The treatment for galactosemic cataract is no different from general galactosemia treatment. In fact, galactosemic cataract is one of the few symptoms that is actually reversible. Infants should be immediately removed from a galactose diet when symptoms present, and the cataract should disappear and visibility should return to normal. Aldose reductase inhibitors, such as sorbinil, have also proven promising in preventing and reversing galactosemic cataracts. AR inhibitors hinder aldose reductase from synthesizing galactitol in the lens, and thus restricts the osmotic swelling of the lens fibers. Other AR inhibitors include the acetic acid compounds zopolrestat, tolrestat, alrestatin, and epalrestat. Many of these compounds have not been successful in clinical trials due to adverse pharmokinetic properties, inadequate efficacy and efficiency, and toxic side effects. Testing on such drug-treatments continues in order to determine potential long-term complications, and for a more detailed mechanism of how AR inhibitors prevent and reverse the galactosemic cataract.

==Research==
Although advancement has been slow to come during the decades of research dedicated to the galactosemic cataract, some notable additions have been made. In 2006, Michael L. Mulhern and colleagues further investigated the effects of the osmotic swelling on galactosemic cataract development. Experiments were based on systematic observation of rats fed a 50% galactose diet. According to Mulhern, 7 to 9 days after the onset of the galactose diet, lenses appeared hydrated and highly vacuolated. Lens fibers became liquefied after nine days of the diet, and nuclear cataract formation appeared after 15 days of the diet.
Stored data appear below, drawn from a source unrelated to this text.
use async_trait::async_trait;
use futures_util::FutureExt;
use serde::Serialize;
use serde_json::{json, Map, Value};
use std::any::Any;
use std::collections::{BTreeMap, HashMap};
use std::panic::AssertUnwindSafe;
use std::sync::Arc;
use thiserror::Error;

pub mod builtin;
pub mod collaborators;

#[derive(Error, Debug, Clone, PartialEq)]
pub enum ToolError {
    #[error("Unknown function: {0}")]
    NotFound(String),
    #[error("Invalid tool parameters: {0}")]
    InvalidParameters(String),
    #[error("Tool execution failed: {0}")]
    ExecutionFailed(String),
    #[error("Access to \"{0}\" is not allowed")]
    ResourceNotAllowed(String),
    #[error("Tool panicked: {0}")]
    Panicked(String),
}

/// A remote function call issued by the service
#[derive(Debug, Clone, PartialEq)]
pub struct ToolCallRequest {
    pub id: String,
    pub name: String,
    pub arguments: Map<String, Value>,
}

#[derive(Debug, Clone, PartialEq)]
pub enum ToolOutcome {
    Success(Value),
    Error(String),
}

/// Answer to one `ToolCallRequest`, correlated by `id`
#[derive(Debug, Clone, PartialEq)]
pub struct ToolCallResult {
    pub id: String,
    pub name: String,
    pub outcome: ToolOutcome,
}

impl ToolCallResult {
    pub fn success(request: &ToolCallRequest, value: Value) -> Self {
        Self {
            id: request.id.clone(),
            name: request.name.clone(),
            outcome: ToolOutcome::Success(value),
        }
    }

    pub fn error(request: &ToolCallRequest, message: impl Into<String>) -> Self {
        Self {
            id: request.id.clone(),
            name: request.name.clone(),
            outcome: ToolOutcome::Error(message.into()),
        }
    }

    pub fn is_error(&self) -> bool {
        matches!(self.outcome, ToolOutcome::Error(_))
    }

    /// The structured value sent back to the service. Errors become `{"error": msg}`.
    pub fn payload(&self) -> Value {
        match &self.outcome {
            ToolOutcome::Success(value) => value.clone(),
            ToolOutcome::Error(message) => json!({ "error": message }),
        }
    }
}

// --- Declaration schema ---

#[derive(Serialize, Debug, Clone, Copy, PartialEq, Eq)]
#[serde(rename_all = "UPPERCASE")]
pub enum ParamType {
    Object,
    String,
    Number,
    Integer,
    Boolean,
}

#[derive(Serialize, Debug, Clone, PartialEq)]
pub struct PropertySchema {
    #[serde(rename = "type")]
    pub kind: ParamType,
    pub description: String,
}

#[derive(Serialize, Debug, Clone, PartialEq)]
pub struct ParameterSchema {
    #[serde(rename = "type")]
    pub kind: ParamType,
    pub properties: BTreeMap<String, PropertySchema>,
    pub required: Vec<String>,
}

impl ParameterSchema {
    pub fn object() -> Self {
        Self {
            kind: ParamType::Object,
            properties: BTreeMap::new(),
            required: Vec::new(),
        }
    }

    pub fn required_param(mut self, name: &str, kind: ParamType, description: &str) -> Self {
        self.required.push(name.to_string());
        self.optional_param(name, kind, description)
    }

    pub fn optional_param(mut self, name: &str, kind: ParamType, description: &str) -> Self {
        self.properties.insert(
            name.to_string(),
            PropertySchema {
                kind,
                description: description.to_string(),
            },
        );
        self
    }
}

/// Schema announced to the service for one tool
#[derive(Serialize, Debug, Clone, PartialEq)]
pub struct FunctionDeclaration {
    pub name: String,
    pub description: String,
    pub parameters: ParameterSchema,
}

impl FunctionDeclaration {
    pub fn new(name: &str, description: &str, parameters: ParameterSchema) -> Self {
        Self {
            name: name.to_string(),
            description: description.to_string(),
            parameters,
        }
    }
}

/// Local implementation of a remote-callable function
#[async_trait]
pub trait ToolHandler: Send + Sync {
    async fn call(&self, arguments: &Map<String, Value>) -> Result<Value, ToolError>;
}

struct RegisteredTool {
    declaration: FunctionDeclaration,
    handler: Arc<dyn ToolHandler>,
}

/// Registration table mapping tool names to handlers and their schema
#[derive(Default)]
pub struct ToolDispatcher {
    tools: Vec<RegisteredTool>,
    index: HashMap<String, usize>,
}

impl ToolDispatcher {
    pub fn new() -> Self {
        Self::default()
    }

    /// Register a tool. A later registration under the same name replaces the earlier one.
    pub fn register<H>(&mut self, declaration: FunctionDeclaration, handler: H)
    where
        H: ToolHandler + 'static,
    {
        let tool = RegisteredTool {
            declaration,
            handler: Arc::new(handler),
        };
        match self.index.get(&tool.declaration.name) {
            Some(&slot) => self.tools[slot] = tool,
            None => {
                self.index
                    .insert(tool.declaration.name.clone(), self.tools.len());
                self.tools.push(tool);
            }
        }
    }

    /// Declarations for every registered tool, in registration order
    pub fn declarations(&self) -> Vec<FunctionDeclaration> {
        self.tools.iter().map(|t| t.declaration.clone()).collect()
    }

    pub fn contains(&self, name: &str) -> bool {
        self.index.contains_key(name)
    }

    pub fn len(&self) -> usize {
        self.tools.len()
    }

    pub fn is_empty(&self) -> bool {
        self.tools.is_empty()
    }

    /// Run the handler for `request`. Always produces exactly one result; unknown
    /// names, handler errors and handler panics all become error results.
    pub async fn dispatch(&self, request: &ToolCallRequest) -> ToolCallResult {
        let Some(&slot) = self.index.get(&request.name) else {
            log::warn!("🔧 Unknown tool requested: {}", request.name);
            return ToolCallResult::error(request, ToolError::NotFound(request.name.clone()).to_string());
        };
        let handler = Arc::clone(&self.tools[slot].handler);

        log::debug!("🔧 Calling {} ({})", request.name, request.id);
        match AssertUnwindSafe(handler.call(&request.arguments))
            .catch_unwind()
            .await
        {
            Ok(Ok(value)) => ToolCallResult::success(request, value),
            Ok(Err(e)) => {
                log::warn!("🔧 Tool {} failed: {}", request.name, e);
                ToolCallResult::error(request, e.to_string())
            }
            Err(panic) => {
                let e = ToolError::Panicked(panic_message(panic.as_ref()));
                log::error!("🔧 Tool {} {}", request.name, e);
                ToolCallResult::error(request, e.to_string())
            }
        }
    }
}

fn panic_message(panic: &(dyn Any + Send)) -> String {
    if let Some(s) = panic.downcast_ref::<&str>() {
        s.to_string()
    } else if let Some(s) = panic.downcast_ref::<String>() {
        s.clone()
    } else {
        "unknown panic".to_string()
    }
}

/// Fetch a required string argument
pub(crate) fn required_str<'a>(arguments: &'a Map<String, Value>, name: &str) -> Result<&'a str, ToolError> {
    arguments
        .get(name)
        .and_then(Value::as_str)
        .ok_or_else(|| ToolError::InvalidParameters(format!("'{}' must be a string", name)))
}

pub(crate) fn optional_str<'a>(arguments: &'a Map<String, Value>, name: &str) -> Option<&'a str> {
    arguments.get(name).and_then(Value::as_str)
}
The experiment concluded that
Apoptosis in lens epithelial cells (LEC) is linked to cataract formation. Essentially, the study suggested that the mechanism outlined by Friedenwald and Kinoshita, which centers on osmotic swelling of the lens fibers, is just the beginning in a cascade of events that causes and progresses the galactosemic cataract. Mulhern determined that osmotic swelling is actually a cataractogenic stressor that leads to LEC apoptosis. This is because osmotic swelling of lens fibers considerably strains LEC endoplasmic reticula. As the endoplasmic reticulum is the principal site of protein synthesis, stressors on the ER can cause proteins to become misfolded. The subsequent accumulation of misfolded proteins in the ER activates the unfolded protein response (UPR) in LECs. In agreement, it was later observed on galactosemic yeast models, the activation of UPR upon galactose treatment. UPR initiates apoptosis, or cell death, by various mechanisms, one of which is the release of reactive oxygen species (ROS). Thus, according to recent findings, osmotic swelling, UPR, oxidative damage, and the resultant LEC apoptosis all play key roles in the onset and progression of the galactosemic cataract. Other studies claim that the oxidative damage in LECs is less a result of the release of ROS and more because of the competition between aldose reductase and glutathione reductase for nicotinamide adenine dinucleotide phosphate (NADPH). Aldose reductase requires NADPH for the reduction of galactose to galactitol, while glutathione reductase utilizes NADPH to reduce glutathione disulfide (GSSG) to its sulfhydryl form, GSH. GSH is an important cellular antioxidant. Therefore, what exactly the key roles are for these cataractogenic factors is not yet fully understood or agreed upon by researchers. Recently, it has been shown that the intake of milk (lactose and galactose) in human diet does not seem to be a cause of cataract.